Theorem: [Infix relation is partial ordering]: Let Σ be an alphabet and Σ∗ the Kleene star of Σ. Then the prefix relation is a partial ordering on Σ∗ × Σ∗ . Proof: A relation is a partial ordering iff it is reflexive, antisymmetric and transitive. We will show that the infix relation has all three of these properties. Let x, y, z ∈ Σ∗ : Reflexivity: From the definition of infix, every word is an infix of itself. Antisymmetry: Supposing x inf y and y inf x. Then len(x) = len(y) by condition (1) of the definition of infix and ∀i : xi = yi by conditions (2) and (3) of the definition of infix. Hence by the definition of word equality: y = x. Transitivity: Supposing x inf y and y inf z.

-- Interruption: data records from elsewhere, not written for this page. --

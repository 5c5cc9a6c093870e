//! kbsize core library.
//!
//! This crate exposes the pipeline behind the `kbsize` binary: discover
//! files by suffix, count their lines, keep the largest file per group,
//! classify groups into severity buckets, and render a report.
//!
//! High-level modules:
//! - `cli`: CLI argument parsing (binary uses this).
//! - `config`: Discovery and effective configuration resolution.
//! - `scan`: File discovery, group keys, and line measurement.
//! - `aggregate`: Deduplication, classification, and report assembly.
//! - `models`: Records, severity buckets, and the report.
//! - `output`: Human/JSON printers.
//! - `error`: Scan and configuration errors.
//! - `utils`: Supporting helpers.
pub mod aggregate;
pub mod cli;
pub mod config;
pub mod error;
pub mod models;
pub mod output;
pub mod scan;
pub mod utils;
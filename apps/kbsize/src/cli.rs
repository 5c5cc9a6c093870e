//! CLI argument parsing via `clap`.

use clap::{ArgAction, Parser};

#[derive(Parser)]
#[command(
    name = "kbsize",
    version,
    about = "Report oversized knowledge-base files",
    long_about = "kbsize — walk a directory, count lines in matching files, keep the largest file per group, and bucket each group by size.\n\nConfiguration precedence: CLI > kbsize.toml > defaults.",
    after_help = "Examples:\n  kbsize\n  kbsize --root agents --suffix -knowledge.md\n  kbsize --depth 1 --output json"
)]
/// Top-level CLI options. Every flag is optional; a bare `kbsize` run
/// reports on the working directory.
pub struct Cli {
    #[arg(long, help = "Root directory to scan (default: current dir)")]
    pub root: Option<String>,
    #[arg(long, allow_hyphen_values = true, help = "File name suffix to match (default: .md)")]
    pub suffix: Option<String>,
    #[arg(long, help = "Ancestor levels above a file that name its group (default: 2)")]
    pub depth: Option<usize>,
    #[arg(long, help = "Output mode: human|json (default: human)")]
    pub output: Option<String>,
    #[arg(long, help = "Path to a kbsize.toml|yaml config file")]
    pub config: Option<String>,
    #[arg(long, action = ArgAction::SetTrue, help = "Disable colored output")]
    pub no_color: bool,
    #[arg(short, long, action = ArgAction::Count, help = "Increase log verbosity (-v info, -vv debug)")]
    pub verbose: u8,
}

#[cfg(test)]
mod tests {
    use super::*;

    #[test]
    fn test_no_arguments_is_valid() {
        let cli = Cli::try_parse_from(["kbsize"]).unwrap();
        assert!(cli.root.is_none());
        assert!(!cli.no_color);
        assert_eq!(cli.verbose, 0);
    }

    #[test]
    fn test_flags_parse() {
        let cli = Cli::try_parse_from([
            "kbsize",
            "--root",
            "agents",
            "--suffix",
            "-knowledge.md",
            "--depth",
            "3",
            "--output",
            "json",
            "--no-color",
            "-vv",
        ])
        .unwrap();
        assert_eq!(cli.root.as_deref(), Some("agents"));
        assert_eq!(cli.suffix.as_deref(), Some("-knowledge.md"));
        assert_eq!(cli.depth, Some(3));
        assert_eq!(cli.output.as_deref(), Some("json"));
        assert!(cli.no_color);
        assert_eq!(cli.verbose, 2);
    }
}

Then len(x) ≤ len(z) by condition (1) of the definition of infix and conditions (2) and (3) are satisfied as well. ¥

Grammars

Definition: Chomsky grammar: A Chomsky grammar is a 4-tuple: G = (N, T, P, S), where: V is a non-empty finite set called the total vocabulary. Σ is a non-empty finite set such that Σ ⊆ V called the terminal alphabet. N = V − Σ is called the set of.